*Activity:* Your answer should consist of every line from the records that holds the string "collections".

Top of Provided information

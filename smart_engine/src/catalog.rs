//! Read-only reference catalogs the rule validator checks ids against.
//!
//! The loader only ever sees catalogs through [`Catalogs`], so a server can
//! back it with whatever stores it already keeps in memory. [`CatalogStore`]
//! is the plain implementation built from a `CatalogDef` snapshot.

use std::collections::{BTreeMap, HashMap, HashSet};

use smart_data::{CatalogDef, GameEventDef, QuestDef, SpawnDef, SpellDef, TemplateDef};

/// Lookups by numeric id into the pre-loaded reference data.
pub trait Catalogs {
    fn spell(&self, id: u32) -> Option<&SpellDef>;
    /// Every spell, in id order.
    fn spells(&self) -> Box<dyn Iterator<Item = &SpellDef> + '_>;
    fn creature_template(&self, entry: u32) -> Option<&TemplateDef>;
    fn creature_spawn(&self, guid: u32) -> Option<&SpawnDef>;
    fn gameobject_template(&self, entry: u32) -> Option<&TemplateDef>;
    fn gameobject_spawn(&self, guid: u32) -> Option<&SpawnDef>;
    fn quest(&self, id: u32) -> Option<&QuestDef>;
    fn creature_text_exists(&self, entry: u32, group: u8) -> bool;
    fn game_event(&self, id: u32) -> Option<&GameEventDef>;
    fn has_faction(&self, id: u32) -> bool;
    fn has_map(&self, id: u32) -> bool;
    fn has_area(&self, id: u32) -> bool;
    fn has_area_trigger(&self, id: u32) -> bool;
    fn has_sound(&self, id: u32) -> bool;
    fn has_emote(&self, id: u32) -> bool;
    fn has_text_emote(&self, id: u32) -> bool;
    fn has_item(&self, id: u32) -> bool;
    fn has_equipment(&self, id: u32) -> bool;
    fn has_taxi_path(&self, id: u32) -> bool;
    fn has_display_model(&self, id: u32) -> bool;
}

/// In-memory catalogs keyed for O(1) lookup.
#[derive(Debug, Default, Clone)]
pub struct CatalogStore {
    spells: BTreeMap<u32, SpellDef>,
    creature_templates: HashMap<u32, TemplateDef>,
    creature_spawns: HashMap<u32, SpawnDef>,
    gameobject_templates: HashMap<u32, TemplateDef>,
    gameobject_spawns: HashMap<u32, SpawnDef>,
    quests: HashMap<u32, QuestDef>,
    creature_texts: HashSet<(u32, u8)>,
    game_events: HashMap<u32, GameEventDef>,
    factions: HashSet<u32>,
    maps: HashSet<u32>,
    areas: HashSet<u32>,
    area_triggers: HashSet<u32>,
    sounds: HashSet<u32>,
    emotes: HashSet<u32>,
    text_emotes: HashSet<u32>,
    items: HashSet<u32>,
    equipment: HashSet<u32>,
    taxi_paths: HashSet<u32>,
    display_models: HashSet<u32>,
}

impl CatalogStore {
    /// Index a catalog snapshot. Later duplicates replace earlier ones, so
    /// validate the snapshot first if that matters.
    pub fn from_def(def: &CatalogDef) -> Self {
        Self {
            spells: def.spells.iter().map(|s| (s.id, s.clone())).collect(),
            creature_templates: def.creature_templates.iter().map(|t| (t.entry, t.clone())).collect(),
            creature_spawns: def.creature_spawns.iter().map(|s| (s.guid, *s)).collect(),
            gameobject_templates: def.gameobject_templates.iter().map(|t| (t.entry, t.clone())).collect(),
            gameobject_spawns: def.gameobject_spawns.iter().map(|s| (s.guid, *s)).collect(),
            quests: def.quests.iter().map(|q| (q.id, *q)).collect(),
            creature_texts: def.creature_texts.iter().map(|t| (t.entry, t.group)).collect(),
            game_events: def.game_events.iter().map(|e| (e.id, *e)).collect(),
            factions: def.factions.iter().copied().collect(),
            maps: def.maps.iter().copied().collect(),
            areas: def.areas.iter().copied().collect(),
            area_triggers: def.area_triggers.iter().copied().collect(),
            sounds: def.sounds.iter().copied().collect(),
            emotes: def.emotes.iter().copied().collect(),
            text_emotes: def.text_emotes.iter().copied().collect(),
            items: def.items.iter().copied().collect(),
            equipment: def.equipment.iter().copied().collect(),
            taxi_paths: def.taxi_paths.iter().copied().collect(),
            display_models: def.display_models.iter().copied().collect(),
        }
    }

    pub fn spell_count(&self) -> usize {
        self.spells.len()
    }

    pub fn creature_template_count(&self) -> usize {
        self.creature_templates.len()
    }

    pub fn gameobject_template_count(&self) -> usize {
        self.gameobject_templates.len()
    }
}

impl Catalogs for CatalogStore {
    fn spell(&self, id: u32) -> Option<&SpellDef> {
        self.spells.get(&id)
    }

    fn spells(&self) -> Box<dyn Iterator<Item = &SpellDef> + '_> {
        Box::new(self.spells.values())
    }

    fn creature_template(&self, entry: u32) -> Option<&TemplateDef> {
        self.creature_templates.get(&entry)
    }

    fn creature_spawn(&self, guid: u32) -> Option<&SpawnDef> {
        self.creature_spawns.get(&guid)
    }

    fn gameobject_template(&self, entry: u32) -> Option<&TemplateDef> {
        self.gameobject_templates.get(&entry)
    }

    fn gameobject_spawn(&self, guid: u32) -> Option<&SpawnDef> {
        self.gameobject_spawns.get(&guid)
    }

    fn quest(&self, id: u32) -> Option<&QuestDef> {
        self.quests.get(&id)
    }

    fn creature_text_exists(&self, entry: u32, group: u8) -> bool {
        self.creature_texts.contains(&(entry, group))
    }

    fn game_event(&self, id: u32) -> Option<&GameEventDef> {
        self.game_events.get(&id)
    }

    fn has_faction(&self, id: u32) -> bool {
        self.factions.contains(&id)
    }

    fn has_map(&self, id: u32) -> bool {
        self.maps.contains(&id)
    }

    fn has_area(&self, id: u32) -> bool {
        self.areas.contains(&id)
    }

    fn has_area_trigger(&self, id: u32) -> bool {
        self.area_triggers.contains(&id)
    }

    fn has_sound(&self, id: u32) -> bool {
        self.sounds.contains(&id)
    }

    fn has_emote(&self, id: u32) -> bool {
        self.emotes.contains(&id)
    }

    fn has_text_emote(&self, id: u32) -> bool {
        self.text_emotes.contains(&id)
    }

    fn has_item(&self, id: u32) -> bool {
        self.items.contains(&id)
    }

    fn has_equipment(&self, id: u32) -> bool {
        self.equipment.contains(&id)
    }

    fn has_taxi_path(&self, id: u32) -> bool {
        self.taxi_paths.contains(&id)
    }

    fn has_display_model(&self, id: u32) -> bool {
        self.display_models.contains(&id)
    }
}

Bottom of Provided information
Top of Provided information

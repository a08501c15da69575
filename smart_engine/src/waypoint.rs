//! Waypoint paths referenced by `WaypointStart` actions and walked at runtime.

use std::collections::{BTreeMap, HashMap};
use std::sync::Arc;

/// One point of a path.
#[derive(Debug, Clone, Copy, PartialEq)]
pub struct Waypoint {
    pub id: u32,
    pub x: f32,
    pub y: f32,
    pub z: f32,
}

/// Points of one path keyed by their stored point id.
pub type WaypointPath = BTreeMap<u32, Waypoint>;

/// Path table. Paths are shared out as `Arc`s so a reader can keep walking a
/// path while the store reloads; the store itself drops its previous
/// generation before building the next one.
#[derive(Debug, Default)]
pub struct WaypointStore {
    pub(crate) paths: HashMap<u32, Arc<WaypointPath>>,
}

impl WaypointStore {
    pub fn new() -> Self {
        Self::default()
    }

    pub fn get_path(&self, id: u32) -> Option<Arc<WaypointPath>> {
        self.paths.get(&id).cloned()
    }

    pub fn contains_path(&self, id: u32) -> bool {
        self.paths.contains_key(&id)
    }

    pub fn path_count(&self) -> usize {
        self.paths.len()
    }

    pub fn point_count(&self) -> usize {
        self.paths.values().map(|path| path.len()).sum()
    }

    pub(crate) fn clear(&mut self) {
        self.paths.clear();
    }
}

Bottom of Provided information

*Exercise answer:*
use std::collections::{BTreeMap, HashMap, HashSet};
use std::collections::{BTreeMap, HashMap};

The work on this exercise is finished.